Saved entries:
/*!
 * 基于角色的访问控制中间件
 *
 * 必须在 RequireSession 之后使用（外层先 wrap RequireRole，再 wrap RequireSession）。
 *
 * ```rust,ignore
 * web::scope("/api/v1/students")
 *     .wrap(RequireRole::new_any(UserRole::teacher_roles()))
 *     .wrap(RequireSession)
 * ```
 */

use actix_service::{Service, Transform};
use actix_web::{
    Error,
    body::EitherBody,
    dev::{ServiceRequest, ServiceResponse},
    http::StatusCode,
};
use futures_util::future::{LocalBoxFuture, Ready, ready};
use std::rc::Rc;
use tracing::info;

use super::{RequireSession, create_error_response};
use crate::models::{ErrorCode, users::entities::UserRole};

#[derive(Clone)]
pub struct RequireRole {
    allowed_roles: Vec<UserRole>,
}

impl RequireRole {
    /// 只允许指定角色
    pub fn new(role: &UserRole) -> Self {
        Self {
            allowed_roles: vec![*role],
        }
    }

    /// 允许任一角色
    pub fn new_any(roles: &[&UserRole]) -> Self {
        Self {
            allowed_roles: roles.iter().map(|r| **r).collect(),
        }
    }
}

impl<S, B> Transform<S, ServiceRequest> for RequireRole
where
    S: Service<ServiceRequest, Response = ServiceResponse<B>, Error = Error> + 'static,
    B: 'static,
{
    type Response = ServiceResponse<EitherBody<B>>;
    type Error = Error;
    type InitError = ();
    type Transform = RequireRoleMiddleware<S>;
    type Future = Ready<Result<Self::Transform, Self::InitError>>;

    fn new_transform(&self, service: S) -> Self::Future {
        ready(Ok(RequireRoleMiddleware {
            service: Rc::new(service),
            allowed_roles: self.allowed_roles.clone(),
        }))
    }
}

pub struct RequireRoleMiddleware<S> {
    service: Rc<S>,
    allowed_roles: Vec<UserRole>,
}

impl<S, B> Service<ServiceRequest> for RequireRoleMiddleware<S>
where
    S: Service<ServiceRequest, Response = ServiceResponse<B>, Error = Error> + 'static,
    B: 'static,
{
    type Response = ServiceResponse<EitherBody<B>>;
    type Error = Error;
    type Future = LocalBoxFuture<'static, Result<Self::Response, Self::Error>>;

    fn poll_ready(
        &self,
        ctx: &mut std::task::Context<'_>,
    ) -> std::task::Poll<Result<(), Self::Error>> {
        self.service.poll_ready(ctx)
    }

    fn call(&self, req: ServiceRequest) -> Self::Future {
        let srv = self.service.clone();
        let allowed_roles = self.allowed_roles.clone();

        Box::pin(async move {
            match RequireSession::extract_user(req.request()) {
                Some(user) if allowed_roles.contains(&user.role) => {
                    let res = srv.call(req).await?.map_into_left_body();
                    Ok(res)
                }
                Some(user) => {
                    info!(
                        "Access denied for user {} (role: {}). Allowed roles: {:?}",
                        user.id, user.role, allowed_roles
                    );
                    Ok(req.into_response(
                        create_error_response(
                            StatusCode::FORBIDDEN,
                            ErrorCode::Forbidden,
                            "Access denied.",
                        )
                        .map_into_right_body(),
                    ))
                }
                None => {
                    info!(
                        "Role check failed: no session in request. Make sure RequireSession is applied first."
                    );
                    Ok(req.into_response(
                        create_error_response(
                            StatusCode::UNAUTHORIZED,
                            ErrorCode::Unauthorized,
                            "Authentication required",
                        )
                        .map_into_right_body(),
                    ))
                }
            }
        })
    }
}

_ASSIGNED TASK:_
Render the whole set of entries again, exactly as given.

_COMPLETED TASK:_
/*!
 * 基于角色的访问控制中间件
 *
 * 必须在 RequireSession 之后使用（外层先 wrap RequireRole，再 wrap RequireSession）。
 *
 * ```rust,ignore
 * web::scope("/api/v1/students")
 *     .wrap(RequireRole::new_any(UserRole::teacher_roles()))
 *     .wrap(RequireSession)
 * ```
 */

use actix_service::{Service, Transform};
use actix_web::{
    Error,
    body::EitherBody,
    dev::{ServiceRequest, ServiceResponse},
    http::StatusCode,
};
use futures_util::future::{LocalBoxFuture, Ready, ready};
use std::rc::Rc;
use tracing::info;

use super::{RequireSession, create_error_response};
use crate::models::{ErrorCode, users::entities::UserRole};

#[derive(Clone)]
pub struct RequireRole {
    allowed_roles: Vec<UserRole>,
}

impl RequireRole {
    /// 只允许指定角色
    pub fn new(role: &UserRole) -> Self {
        Self {
            allowed_roles: vec![*role],
        }
    }

    /// 允许任一角色
    pub fn new_any(roles: &[&UserRole]) -> Self {
        Self {
            allowed_roles: roles.iter().map(|r| **r).collect(),
        }
    }
}

impl<S, B> Transform<S, ServiceRequest> for RequireRole
where
    S: Service<ServiceRequest, Response = ServiceResponse<B>, Error = Error> + 'static,
    B: 'static,
{
    type Response = ServiceResponse<EitherBody<B>>;
    type Error = Error;
    type InitError = ();
    type Transform = RequireRoleMiddleware<S>;
    type Future = Ready<Result<Self::Transform, Self::InitError>>;

    fn new_transform(&self, service: S) -> Self::Future {
        ready(Ok(RequireRoleMiddleware {
            service: Rc::new(service),
            allowed_roles: self.allowed_roles.clone(),
        }))
    }
}

pub struct RequireRoleMiddleware<S> {
    service: Rc<S>,
    allowed_roles: Vec<UserRole>,
}

impl<S, B> Service<ServiceRequest> for RequireRoleMiddleware<S>
where
    S: Service<ServiceRequest, Response = ServiceResponse<B>, Error = Error> + 'static,
    B: 'static,
{
    type Response = ServiceResponse<EitherBody<B>>;
    type Error = Error;
    type Future = LocalBoxFuture<'static, Result<Self::Response, Self::Error>>;

    fn poll_ready(
        &self,
        ctx: &mut std::task::Context<'_>,
    ) -> std::task::Poll<Result<(), Self::Error>> {
        self.service.poll_ready(ctx)
    }

    fn call(&self, req: ServiceRequest) -> Self::Future {
        let srv = self.service.clone();
        let allowed_roles = self.allowed_roles.clone();

        Box::pin(async move {
            match RequireSession::extract_user(req.request()) {
                Some(user) if allowed_roles.contains(&user.role) => {
                    let res = srv.call(req).await?.map_into_left_body();
                    Ok(res)
                }
                Some(user) => {
                    info!(
                        "Access denied for user {} (role: {}). Allowed roles: {:?}",
                        user.id, user.role, allowed_roles
                    );
                    Ok(req.into_response(
                        create_error_response(
                            StatusCode::FORBIDDEN,
                            ErrorCode::Forbidden,
                            "Access denied.",
                        )
                        .map_into_right_body(),
                    ))
                }
                None => {
                    info!(
                        "Role check failed: no session in request. Make sure RequireSession is applied first."
                    );
                    Ok(req.into_response(
                        create_error_response(
                            StatusCode::UNAUTHORIZED,
                            ErrorCode::Unauthorized,
                            "Authentication required",
                        )
                        .map_into_right_body(),
                    ))
                }
            }
        })
    }
}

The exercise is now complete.